* **PROBLEM DETAILS**: From the entries below, list each line with "RedisError".

[Stored data entries]
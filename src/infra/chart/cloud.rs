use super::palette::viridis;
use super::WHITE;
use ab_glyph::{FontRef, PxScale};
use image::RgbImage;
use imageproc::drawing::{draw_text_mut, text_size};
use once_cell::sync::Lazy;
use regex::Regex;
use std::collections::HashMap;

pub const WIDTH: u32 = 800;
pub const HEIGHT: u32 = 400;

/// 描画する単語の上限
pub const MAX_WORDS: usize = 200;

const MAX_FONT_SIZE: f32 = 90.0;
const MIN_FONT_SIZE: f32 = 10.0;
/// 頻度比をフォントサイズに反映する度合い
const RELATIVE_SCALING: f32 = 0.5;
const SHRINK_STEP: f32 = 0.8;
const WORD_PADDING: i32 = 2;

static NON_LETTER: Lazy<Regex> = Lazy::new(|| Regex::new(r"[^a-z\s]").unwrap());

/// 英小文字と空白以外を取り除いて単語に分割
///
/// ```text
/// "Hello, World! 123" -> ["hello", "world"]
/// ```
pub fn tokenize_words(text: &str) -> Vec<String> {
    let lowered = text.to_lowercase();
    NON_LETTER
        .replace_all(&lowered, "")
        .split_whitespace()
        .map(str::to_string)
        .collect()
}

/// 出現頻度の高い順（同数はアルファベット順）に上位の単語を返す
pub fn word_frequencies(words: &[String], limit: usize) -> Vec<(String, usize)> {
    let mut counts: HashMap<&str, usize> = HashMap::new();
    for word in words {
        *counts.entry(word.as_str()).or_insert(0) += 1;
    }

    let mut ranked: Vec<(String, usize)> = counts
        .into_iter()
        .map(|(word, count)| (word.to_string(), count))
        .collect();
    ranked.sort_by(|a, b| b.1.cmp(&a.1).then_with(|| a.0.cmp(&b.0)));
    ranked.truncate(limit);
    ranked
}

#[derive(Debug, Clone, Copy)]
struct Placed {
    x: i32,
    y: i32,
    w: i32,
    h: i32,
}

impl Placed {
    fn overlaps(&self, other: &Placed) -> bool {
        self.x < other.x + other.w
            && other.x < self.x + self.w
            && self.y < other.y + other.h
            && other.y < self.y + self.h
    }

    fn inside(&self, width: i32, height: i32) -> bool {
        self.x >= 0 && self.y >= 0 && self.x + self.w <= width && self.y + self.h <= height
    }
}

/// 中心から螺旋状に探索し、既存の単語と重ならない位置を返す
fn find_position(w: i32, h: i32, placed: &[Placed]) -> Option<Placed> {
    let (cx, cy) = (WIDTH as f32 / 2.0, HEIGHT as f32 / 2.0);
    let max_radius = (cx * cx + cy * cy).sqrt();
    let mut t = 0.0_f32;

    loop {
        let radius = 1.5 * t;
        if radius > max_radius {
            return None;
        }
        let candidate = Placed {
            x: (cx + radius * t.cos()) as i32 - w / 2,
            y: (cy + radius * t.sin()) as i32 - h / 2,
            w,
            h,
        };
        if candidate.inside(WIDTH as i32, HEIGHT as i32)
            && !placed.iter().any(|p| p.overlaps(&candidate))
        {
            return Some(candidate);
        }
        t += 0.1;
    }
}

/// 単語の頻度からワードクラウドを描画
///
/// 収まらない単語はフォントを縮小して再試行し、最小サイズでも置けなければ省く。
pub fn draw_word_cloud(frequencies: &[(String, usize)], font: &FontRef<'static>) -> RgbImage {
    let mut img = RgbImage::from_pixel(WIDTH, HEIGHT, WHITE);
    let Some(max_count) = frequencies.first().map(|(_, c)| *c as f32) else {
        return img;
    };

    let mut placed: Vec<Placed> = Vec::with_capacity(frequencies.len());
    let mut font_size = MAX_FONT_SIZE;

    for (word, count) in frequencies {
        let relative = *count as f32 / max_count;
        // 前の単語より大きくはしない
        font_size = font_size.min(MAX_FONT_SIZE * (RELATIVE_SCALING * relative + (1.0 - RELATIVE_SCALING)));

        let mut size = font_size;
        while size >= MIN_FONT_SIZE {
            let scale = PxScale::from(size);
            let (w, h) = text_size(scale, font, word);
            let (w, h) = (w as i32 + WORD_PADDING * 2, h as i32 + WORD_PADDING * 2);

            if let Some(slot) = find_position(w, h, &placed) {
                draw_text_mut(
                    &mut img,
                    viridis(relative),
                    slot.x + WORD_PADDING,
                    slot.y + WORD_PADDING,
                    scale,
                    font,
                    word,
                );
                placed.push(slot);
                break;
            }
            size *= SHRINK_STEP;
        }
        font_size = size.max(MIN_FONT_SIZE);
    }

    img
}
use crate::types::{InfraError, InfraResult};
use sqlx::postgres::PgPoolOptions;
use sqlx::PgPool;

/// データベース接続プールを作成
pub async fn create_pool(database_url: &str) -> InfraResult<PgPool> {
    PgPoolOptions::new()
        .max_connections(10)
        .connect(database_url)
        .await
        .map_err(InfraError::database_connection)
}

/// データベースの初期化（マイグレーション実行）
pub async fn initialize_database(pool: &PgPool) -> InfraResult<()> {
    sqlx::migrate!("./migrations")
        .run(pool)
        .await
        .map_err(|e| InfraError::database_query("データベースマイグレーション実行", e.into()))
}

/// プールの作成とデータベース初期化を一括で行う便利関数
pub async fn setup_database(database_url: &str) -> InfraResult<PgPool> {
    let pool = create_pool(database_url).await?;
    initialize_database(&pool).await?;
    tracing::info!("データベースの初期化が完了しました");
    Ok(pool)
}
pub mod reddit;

--

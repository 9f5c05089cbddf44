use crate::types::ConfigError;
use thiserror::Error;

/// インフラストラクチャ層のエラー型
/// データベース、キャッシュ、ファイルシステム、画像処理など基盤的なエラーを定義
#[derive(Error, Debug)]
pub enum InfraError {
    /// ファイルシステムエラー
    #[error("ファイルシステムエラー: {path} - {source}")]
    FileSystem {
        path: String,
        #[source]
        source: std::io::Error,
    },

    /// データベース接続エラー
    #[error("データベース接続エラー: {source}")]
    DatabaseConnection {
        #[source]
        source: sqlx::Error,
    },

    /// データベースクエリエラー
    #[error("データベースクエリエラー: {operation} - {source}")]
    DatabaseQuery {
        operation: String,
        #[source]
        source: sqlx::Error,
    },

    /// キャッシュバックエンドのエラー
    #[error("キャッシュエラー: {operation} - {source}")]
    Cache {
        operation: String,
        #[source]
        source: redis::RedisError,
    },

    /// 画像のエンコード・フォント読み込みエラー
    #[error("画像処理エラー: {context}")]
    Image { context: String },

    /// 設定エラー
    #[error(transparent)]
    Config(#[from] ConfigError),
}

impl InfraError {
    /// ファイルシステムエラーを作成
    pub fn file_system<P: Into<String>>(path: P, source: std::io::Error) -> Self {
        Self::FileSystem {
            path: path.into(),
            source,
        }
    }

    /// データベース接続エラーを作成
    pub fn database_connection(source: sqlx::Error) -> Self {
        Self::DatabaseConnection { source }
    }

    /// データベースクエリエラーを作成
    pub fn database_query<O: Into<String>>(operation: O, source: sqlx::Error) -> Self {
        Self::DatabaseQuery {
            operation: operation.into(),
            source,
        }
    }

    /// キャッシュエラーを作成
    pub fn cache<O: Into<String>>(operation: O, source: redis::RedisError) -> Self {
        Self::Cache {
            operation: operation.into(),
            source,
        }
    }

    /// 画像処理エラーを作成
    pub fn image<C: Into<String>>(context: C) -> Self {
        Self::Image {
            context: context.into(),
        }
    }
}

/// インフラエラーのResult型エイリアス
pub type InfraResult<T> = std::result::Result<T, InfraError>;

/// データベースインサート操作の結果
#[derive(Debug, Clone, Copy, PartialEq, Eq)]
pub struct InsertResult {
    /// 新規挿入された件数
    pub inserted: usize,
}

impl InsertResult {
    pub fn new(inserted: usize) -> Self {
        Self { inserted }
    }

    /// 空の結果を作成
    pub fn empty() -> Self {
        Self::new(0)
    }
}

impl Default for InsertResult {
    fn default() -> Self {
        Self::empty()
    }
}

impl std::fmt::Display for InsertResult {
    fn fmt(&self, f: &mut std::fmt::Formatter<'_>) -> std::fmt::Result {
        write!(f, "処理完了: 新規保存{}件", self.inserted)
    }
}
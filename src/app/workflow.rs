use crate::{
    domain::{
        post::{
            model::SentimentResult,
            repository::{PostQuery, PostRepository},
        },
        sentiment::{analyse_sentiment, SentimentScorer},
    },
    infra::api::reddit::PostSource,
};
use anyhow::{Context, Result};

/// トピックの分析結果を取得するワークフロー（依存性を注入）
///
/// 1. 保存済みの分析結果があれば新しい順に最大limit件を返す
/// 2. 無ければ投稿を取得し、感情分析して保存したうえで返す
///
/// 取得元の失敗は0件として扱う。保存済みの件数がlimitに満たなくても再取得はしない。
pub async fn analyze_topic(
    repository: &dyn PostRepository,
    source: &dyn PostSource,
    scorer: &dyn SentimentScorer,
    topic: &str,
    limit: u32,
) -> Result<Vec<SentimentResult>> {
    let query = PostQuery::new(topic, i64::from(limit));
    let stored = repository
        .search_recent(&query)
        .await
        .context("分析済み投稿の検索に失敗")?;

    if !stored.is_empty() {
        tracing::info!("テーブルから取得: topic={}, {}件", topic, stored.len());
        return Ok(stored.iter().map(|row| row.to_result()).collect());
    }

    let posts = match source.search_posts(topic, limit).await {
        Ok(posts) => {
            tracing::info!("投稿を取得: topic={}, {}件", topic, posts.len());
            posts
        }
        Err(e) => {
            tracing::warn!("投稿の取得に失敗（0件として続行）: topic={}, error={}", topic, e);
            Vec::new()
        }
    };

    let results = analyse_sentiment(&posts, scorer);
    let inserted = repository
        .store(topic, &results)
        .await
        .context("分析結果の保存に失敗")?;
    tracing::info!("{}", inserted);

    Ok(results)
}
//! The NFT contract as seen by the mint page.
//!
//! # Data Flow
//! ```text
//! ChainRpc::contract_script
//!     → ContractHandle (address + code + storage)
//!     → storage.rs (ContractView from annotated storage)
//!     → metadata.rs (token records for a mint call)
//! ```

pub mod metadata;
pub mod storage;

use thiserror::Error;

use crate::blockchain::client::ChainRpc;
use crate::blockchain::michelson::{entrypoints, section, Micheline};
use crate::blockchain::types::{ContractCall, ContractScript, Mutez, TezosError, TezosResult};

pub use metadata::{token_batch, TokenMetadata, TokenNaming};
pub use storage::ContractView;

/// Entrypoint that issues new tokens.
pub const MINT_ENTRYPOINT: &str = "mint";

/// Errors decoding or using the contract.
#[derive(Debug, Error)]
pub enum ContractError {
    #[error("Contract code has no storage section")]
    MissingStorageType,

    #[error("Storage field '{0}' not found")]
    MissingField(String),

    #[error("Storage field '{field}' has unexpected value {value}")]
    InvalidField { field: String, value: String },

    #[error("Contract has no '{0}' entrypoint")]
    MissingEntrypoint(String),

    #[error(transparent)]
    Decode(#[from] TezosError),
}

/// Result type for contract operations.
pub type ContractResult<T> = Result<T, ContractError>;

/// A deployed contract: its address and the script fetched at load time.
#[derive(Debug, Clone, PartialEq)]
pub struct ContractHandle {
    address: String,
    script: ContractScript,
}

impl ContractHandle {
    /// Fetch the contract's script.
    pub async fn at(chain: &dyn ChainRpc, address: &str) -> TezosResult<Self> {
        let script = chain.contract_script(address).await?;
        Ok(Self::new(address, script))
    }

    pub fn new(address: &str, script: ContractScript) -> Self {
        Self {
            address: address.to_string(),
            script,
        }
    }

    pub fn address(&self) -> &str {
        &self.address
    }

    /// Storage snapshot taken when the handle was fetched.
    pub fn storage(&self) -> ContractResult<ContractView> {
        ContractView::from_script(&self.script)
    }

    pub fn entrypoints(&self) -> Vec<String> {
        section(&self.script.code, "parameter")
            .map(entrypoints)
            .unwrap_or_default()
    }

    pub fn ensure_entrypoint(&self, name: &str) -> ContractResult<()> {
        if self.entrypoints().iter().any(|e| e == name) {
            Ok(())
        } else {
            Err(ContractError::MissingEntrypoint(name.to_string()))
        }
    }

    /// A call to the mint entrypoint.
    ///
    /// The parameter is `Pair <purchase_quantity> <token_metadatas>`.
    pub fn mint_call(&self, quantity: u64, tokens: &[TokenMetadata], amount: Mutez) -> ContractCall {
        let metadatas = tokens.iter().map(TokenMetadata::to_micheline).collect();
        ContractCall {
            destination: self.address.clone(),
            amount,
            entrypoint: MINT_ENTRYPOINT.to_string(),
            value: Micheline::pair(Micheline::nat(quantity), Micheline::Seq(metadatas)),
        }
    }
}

* **RESULT**:
        source: redis::RedisError,
    pub fn cache<O: Into<String>>(operation: O, source: redis::RedisError) -> Self {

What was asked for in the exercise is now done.